Cationic Solid Lipid Nanoparticles as Non Viral Vectors for the Inhibition of Hepatocellular Carcinoma Growth by RNA Interference

Hepatocellular carcinoma (HCC) is one of the most important cause of cancer deaths worldwide. Gene therapy represents a novel approach for treating HCC. A safe and efficient gene delivery method, by using viral or non-viral vectors, is a crucial factor for a successful HCC gene therapy. Among non-viral vectors, cationic solid lipid nanoparticles (cSLN) possess advantageous features as biocompatibility and transfection efficiency. In this study, cSLN were prepared, characterized and complexed with a plasmid (shNUPR1) able to inhibit the expression of the NUPR1 gene, which is involved in HCC growth and chemoresistance.

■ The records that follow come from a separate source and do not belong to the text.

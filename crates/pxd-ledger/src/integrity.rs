//! Conservation and cross-record consistency checks.
//!
//! Expensive (full scan).  Meant for tests, the CLI `simulate` summary, and
//! the daemon's shutdown log.

use std::collections::BTreeMap;

use crate::ledger::TradeLedger;
use crate::money::Micros;
use crate::state_machine::{OfferStatus, TradeStatus};
use crate::types::{AccountId, Side};

#[derive(Debug, Clone, PartialEq, Eq)]
pub enum IntegrityViolation {
    NegativeBalance { account: AccountId },
    /// Customer balances plus commission differ from net external funding.
    FundsNotConserved { expected: Micros, actual: Micros },
    /// An account's `held` differs from the reserves and escrow attributed
    /// to it.
    HeldMismatch {
        account: AccountId,
        held: Micros,
        attributed: Micros,
    },
    /// Offer/trade link out of step with statuses.
    DanglingLink { detail: String },
}

impl std::fmt::Display for IntegrityViolation {
    fn fmt(&self, f: &mut std::fmt::Formatter<'_>) -> std::fmt::Result {
        match self {
            Self::NegativeBalance { account } => write!(f, "{account} has a negative balance"),
            Self::FundsNotConserved { expected, actual } => {
                write!(f, "funds not conserved: expected {expected}, found {actual}")
            }
            Self::HeldMismatch {
                account,
                held,
                attributed,
            } => write!(f, "{account} holds {held} but {attributed} is attributed"),
            Self::DanglingLink { detail } => write!(f, "dangling link: {detail}"),
        }
    }
}

impl TradeLedger {
    pub fn integrity_violations(&self) -> Vec<IntegrityViolation> {
        let mut out = Vec::new();

        let mut customer = Micros::ZERO;
        for acct in self.accounts.values() {
            if !acct.available.is_non_negative() || !acct.held.is_non_negative() {
                out.push(IntegrityViolation::NegativeBalance { account: acct.id });
            }
            customer = customer.saturating_add(acct.total());
        }
        let actual = customer.saturating_add(self.commission_pool);
        if actual != self.net_funding {
            out.push(IntegrityViolation::FundsNotConserved {
                expected: self.net_funding,
                actual,
            });
        }

        let mut attributed: BTreeMap<AccountId, Micros> = BTreeMap::new();
        for offer in self.offers.values() {
            let live = matches!(offer.status, OfferStatus::Active | OfferStatus::Matched);
            if offer.side == Side::Sell && live {
                let e = attributed.entry(offer.owner).or_default();
                *e = e.saturating_add(offer.remaining);
            }
            match (offer.status, offer.open_trade) {
                (OfferStatus::Matched, Some(t)) => {
                    let ok = self
                        .trades
                        .get(&t)
                        .is_some_and(|tr| tr.escrow.is_positive() && tr.offer == offer.id);
                    if !ok {
                        out.push(IntegrityViolation::DanglingLink {
                            detail: format!("{} points at {t} which holds no escrow", offer.id),
                        });
                    }
                }
                (OfferStatus::Matched, None) => out.push(IntegrityViolation::DanglingLink {
                    detail: format!("{} is matched without a trade", offer.id),
                }),
                (_, Some(t)) => out.push(IntegrityViolation::DanglingLink {
                    detail: format!("{} is {:?} but still linked to {t}", offer.id, offer.status),
                }),
                (_, None) => {}
            }
        }
        for trade in self.trades.values() {
            let e = attributed.entry(trade.seller).or_default();
            *e = e.saturating_add(trade.escrow);

            let escrow_expected = trade.status.is_open()
                || (trade.status == TradeStatus::Disputed
                    && self
                        .disputes
                        .get(&trade.id)
                        .is_some_and(|d| d.interrupted == TradeStatus::Paid));
            if escrow_expected != trade.escrow.is_positive() {
                out.push(IntegrityViolation::DanglingLink {
                    detail: format!(
                        "{} is {:?} with escrow {}",
                        trade.id, trade.status, trade.escrow
                    ),
                });
            }
        }
        for acct in self.accounts.values() {
            let want = attributed.get(&acct.id).copied().unwrap_or_default();
            if want != acct.held {
                out.push(IntegrityViolation::HeldMismatch {
                    account: acct.id,
                    held: acct.held,
                    attributed: want,
                });
            }
        }

        out
    }

    /// `true` when [`integrity_violations`](Self::integrity_violations) is
    /// empty.
    pub fn verify_integrity(&self) -> bool {
        self.integrity_violations().is_empty()
    }
}

#[cfg(test)]
mod tests {
    use super::*;
    use crate::money::Micros;
    use crate::types::{Actor, CurrencyPair, NewOffer};
    use chrono::{TimeZone, Utc};

    #[test]
    fn empty_ledger_is_consistent() {
        assert!(TradeLedger::default().verify_integrity());
    }

    #[test]
    fn sell_offer_reserve_is_attributed() {
        let now = Utc.with_ymd_and_hms(2026, 1, 5, 10, 0, 0).unwrap();
        let mut l = TradeLedger::default();
        l.open_account(AccountId(1), now).unwrap();
        l.open_account(AccountId(2), now).unwrap();
        l.deposit(AccountId(1), Micros::new(50_000_000), now).unwrap();
        let offer = l
            .post_offer(
                NewOffer {
                    owner: AccountId(1),
                    side: Side::Sell,
                    pair: CurrencyPair::new("USDT", "EUR"),
                    price: Micros::new(920_000),
                    amount: Micros::new(40_000_000),
                    min_limit: Micros::new(1_000_000),
                    max_limit: Micros::new(40_000_000),
                    payment_methods: vec!["sepa".into()],
                },
                now,
            )
            .unwrap();
        assert!(l.verify_integrity());

        l.open_trade(offer, AccountId(2), Micros::new(10_000_000), now)
            .unwrap();
        assert!(l.verify_integrity(), "{:?}", l.integrity_violations());

        l.close_offer(offer, Actor::Staff, now).unwrap_err();
        assert!(l.verify_integrity());
    }
}
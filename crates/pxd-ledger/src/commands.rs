use serde::{Deserialize, Serialize};

use crate::types::{Actor, Resolution, TradeId};

/// A transition requested on an existing trade.
#[derive(Clone, Debug, PartialEq, Eq, Serialize, Deserialize)]
#[serde(tag = "action", rename_all = "snake_case")]
pub enum TradeAction {
    MarkPaid,
    ConfirmReceipt,
    Cancel,
    OpenDispute { reason: String },
    ResolveDispute { resolution: Resolution },
}

/// Input to [`TradeLedger::apply`](crate::TradeLedger::apply).
///
/// `expected_version` rejects the command with `StaleVersion` if the trade
/// changed since the caller last read it.  `idempotency_key` makes a retry of
/// the same command a no-op.
#[derive(Clone, Debug, PartialEq, Eq, Serialize, Deserialize)]
pub struct TradeCommand {
    pub trade: TradeId,
    pub actor: Actor,
    #[serde(flatten)]
    pub action: TradeAction,
    #[serde(default)]
    pub expected_version: Option<u64>,
    #[serde(default)]
    pub idempotency_key: Option<String>,
}

impl TradeCommand {
    pub fn new(trade: TradeId, actor: Actor, action: TradeAction) -> Self {
        Self {
            trade,
            actor,
            action,
            expected_version: None,
            idempotency_key: None,
        }
    }

    pub fn at_version(mut self, version: u64) -> Self {
        self.expected_version = Some(version);
        self
    }

    pub fn with_key(mut self, key: impl Into<String>) -> Self {
        self.idempotency_key = Some(key.into());
        self
    }
}
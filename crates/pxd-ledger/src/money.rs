//! Fixed-point amounts.
//!
//! Every balance, offer size and trade amount in the ledger is a [`Micros`]:
//! an `i64` at 1e-6 scale.  One unit of the traded asset is
//! `Micros(1_000_000)`.  Prices use the same scale but are denominated in the
//! fiat leg of the pair (fiat micros per asset unit).
//!
//! There is no `From<i64>`.  Raw integers become money only through
//! [`Micros::new`] or [`Micros::from_units`], so an account id or a basis
//! point count can never slip into a balance.
//!
//! Ledger arithmetic goes through the `checked_*` methods.  The operator
//! impls exist for tests and for values already bounded by a prior check.

use std::ops::{Add, AddAssign, Sub, SubAssign};

use serde::{Deserialize, Serialize};

/// Micros per whole unit.
pub const MICROS_PER_UNIT: i64 = 1_000_000;

/// Basis points in 100%.
pub const BPS_DENOM: i64 = 10_000;

// ---------------------------------------------------------------------------
// Micros newtype
// ---------------------------------------------------------------------------

/// A fixed-point amount at 1e-6 scale.
#[derive(
    Copy, Clone, Debug, Default, PartialEq, Eq, PartialOrd, Ord, Hash, Serialize, Deserialize,
)]
#[serde(transparent)]
pub struct Micros(i64);

impl Micros {
    pub const ZERO: Micros = Micros(0);
    pub const MAX: Micros = Micros(i64::MAX);

    #[inline]
    pub const fn new(raw: i64) -> Self {
        Micros(raw)
    }

    /// Whole units, e.g. `Micros::from_units(5)` is 5.000000.
    ///
    /// Returns `None` when `units * 1_000_000` does not fit in `i64`.
    #[inline]
    pub fn from_units(units: i64) -> Option<Self> {
        units.checked_mul(MICROS_PER_UNIT).map(Micros)
    }

    #[inline]
    pub const fn raw(self) -> i64 {
        self.0
    }

    #[inline]
    pub fn is_positive(self) -> bool {
        self.0 > 0
    }

    #[inline]
    pub fn is_non_negative(self) -> bool {
        self.0 >= 0
    }

    #[inline]
    pub fn checked_add(self, rhs: Micros) -> Option<Micros> {
        self.0.checked_add(rhs.0).map(Micros)
    }

    #[inline]
    pub fn checked_sub(self, rhs: Micros) -> Option<Micros> {
        self.0.checked_sub(rhs.0).map(Micros)
    }

    /// Clamps at [`Micros::MAX`]. For totals in reports and checks only.
    #[inline]
    pub fn saturating_add(self, rhs: Micros) -> Micros {
        Micros(self.0.saturating_add(rhs.0))
    }

    /// `self * bps / 10_000`, rounded toward zero.
    ///
    /// Computed in `i128`, so only a result outside `i64` returns `None`.
    pub fn checked_bps(self, bps: u32) -> Option<Micros> {
        let wide = (self.0 as i128) * (bps as i128) / (BPS_DENOM as i128);
        i64::try_from(wide).ok().map(Micros)
    }

    /// Fiat value of `self` asset micros at `price` fiat micros per unit.
    pub fn checked_notional(self, price: Micros) -> Option<Micros> {
        let wide = (self.0 as i128) * (price.0 as i128) / (MICROS_PER_UNIT as i128);
        i64::try_from(wide).ok().map(Micros)
    }
}

// ---------------------------------------------------------------------------
// Operators
// ---------------------------------------------------------------------------

impl Add for Micros {
    type Output = Micros;
    #[inline]
    fn add(self, rhs: Micros) -> Micros {
        Micros(self.0 + rhs.0)
    }
}

impl Sub for Micros {
    type Output = Micros;
    #[inline]
    fn sub(self, rhs: Micros) -> Micros {
        Micros(self.0 - rhs.0)
    }
}

impl AddAssign for Micros {
    #[inline]
    fn add_assign(&mut self, rhs: Micros) {
        self.0 += rhs.0;
    }
}

impl SubAssign for Micros {
    #[inline]
    fn sub_assign(&mut self, rhs: Micros) {
        self.0 -= rhs.0;
    }
}

impl std::iter::Sum for Micros {
    fn sum<I: Iterator<Item = Micros>>(iter: I) -> Micros {
        iter.fold(Micros::ZERO, |acc, m| acc + m)
    }
}

// ---------------------------------------------------------------------------
// Parsing
// ---------------------------------------------------------------------------

#[derive(Clone, Debug, PartialEq, Eq)]
pub struct ParseMicrosError {
    input: String,
}

impl std::fmt::Display for ParseMicrosError {
    fn fmt(&self, f: &mut std::fmt::Formatter<'_>) -> std::fmt::Result {
        write!(
            f,
            "invalid amount {:?}: expected a decimal with at most 6 places",
            self.input
        )
    }
}

impl std::error::Error for ParseMicrosError {}

impl std::str::FromStr for Micros {
    type Err = ParseMicrosError;

    /// `"12"`, `"12.5"`, `"-0.000001"`. More than six decimals is an error,
    /// not a rounding.
    fn from_str(s: &str) -> Result<Self, Self::Err> {
        let err = || ParseMicrosError {
            input: s.to_string(),
        };
        let t = s.trim();
        let (neg, digits) = match t.strip_prefix('-') {
            Some(rest) => (true, rest),
            None => (false, t),
        };
        let (whole, frac) = digits.split_once('.').unwrap_or((digits, ""));
        if whole.is_empty() && frac.is_empty() {
            return Err(err());
        }
        if frac.len() > 6
            || !whole.chars().all(|c| c.is_ascii_digit())
            || !frac.chars().all(|c| c.is_ascii_digit())
        {
            return Err(err());
        }

        let whole: i64 = if whole.is_empty() {
            0
        } else {
            whole.parse().map_err(|_| err())?
        };
        let frac: i64 = if frac.is_empty() {
            0
        } else {
            format!("{frac:0<6}").parse().map_err(|_| err())?
        };
        let raw = whole
            .checked_mul(MICROS_PER_UNIT)
            .and_then(|w| w.checked_add(frac))
            .ok_or_else(err)?;
        Ok(Micros(if neg { -raw } else { raw }))
    }
}

// ---------------------------------------------------------------------------
// Display
// ---------------------------------------------------------------------------

impl std::fmt::Display for Micros {
    fn fmt(&self, f: &mut std::fmt::Formatter<'_>) -> std::fmt::Result {
        let whole = self.0 / MICROS_PER_UNIT;
        let frac = (self.0 % MICROS_PER_UNIT).abs();
        // -0.5 truncates to whole == 0; keep the sign.
        if self.0 < 0 && whole == 0 {
            write!(f, "-{whole}.{frac:06}")
        } else {
            write!(f, "{whole}.{frac:06}")
        }
    }
}

#[cfg(test)]
mod tests {
    use super::*;

    #[test]
    fn from_units_scales() {
        assert_eq!(Micros::from_units(3).unwrap().raw(), 3_000_000);
        assert_eq!(Micros::from_units(i64::MAX), None);
    }

    #[test]
    fn half_percent_commission() {
        let amount = Micros::from_units(1_000).unwrap();
        assert_eq!(amount.checked_bps(50), Some(Micros::from_units(5).unwrap()));
    }

    #[test]
    fn bps_truncates_toward_zero() {
        // 0.5% of 0.000199 is 0.000000995 -> 0
        assert_eq!(Micros::new(199).checked_bps(50), Some(Micros::ZERO));
        assert_eq!(Micros::new(200).checked_bps(50), Some(Micros::new(1)));
    }

    #[test]
    fn bps_of_max_does_not_overflow() {
        assert!(Micros::MAX.checked_bps(50).is_some());
    }

    #[test]
    fn notional_at_price() {
        let qty = Micros::new(2_500_000); // 2.5 units
        let price = Micros::from_units(40_000).unwrap();
        assert_eq!(
            qty.checked_notional(price),
            Some(Micros::from_units(100_000).unwrap())
        );
    }

    #[test]
    fn checked_sub_overflow() {
        assert_eq!(Micros::new(i64::MIN).checked_sub(Micros::new(1)), None);
        assert_eq!(
            Micros::new(5).checked_sub(Micros::new(7)),
            Some(Micros::new(-2))
        );
    }

    #[test]
    fn display_six_places() {
        assert_eq!(Micros::new(1_500_000).to_string(), "1.500000");
        assert_eq!(Micros::new(-250_000).to_string(), "-0.250000");
    }

    #[test]
    fn parse_decimal_units() {
        assert_eq!("12".parse::<Micros>(), Ok(Micros::new(12_000_000)));
        assert_eq!("12.5".parse::<Micros>(), Ok(Micros::new(12_500_000)));
        assert_eq!(" .25 ".parse::<Micros>(), Ok(Micros::new(250_000)));
        assert_eq!("-0.000001".parse::<Micros>(), Ok(Micros::new(-1)));
        assert!("1.0000001".parse::<Micros>().is_err());
        assert!("1e3".parse::<Micros>().is_err());
        assert!("".parse::<Micros>().is_err());
        assert!(".".parse::<Micros>().is_err());
        assert!("99999999999999".parse::<Micros>().is_err());
    }

    #[test]
    fn parse_display_agree() {
        let m: Micros = "-3.141500".parse().unwrap();
        assert_eq!(m.to_string(), "-3.141500");
    }

    #[test]
    fn serde_is_transparent() {
        let s = serde_json::to_string(&Micros::new(42)).unwrap();
        assert_eq!(s, "42");
    }
}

The particles resulted biocompatible, as confirmed by hemolysis and cytotoxicity assays, and able to protect the shNUPR1 plasmid from degradation by DNase I. We also demonstrated, carrying out transfection and immunofluorescence studies, that the particles efficiently delivered the shNUPR1 plasmid into HCC cells, determining downregulation of NUPR1-regulated genes and NUPR1 protein expression. These results suggest that the obtained cSLN could be proposed for further in vivo studies as novel transfection vectors for HCC gene therapy, having showed in vitro excellent transfection efficiency and biocompatibility.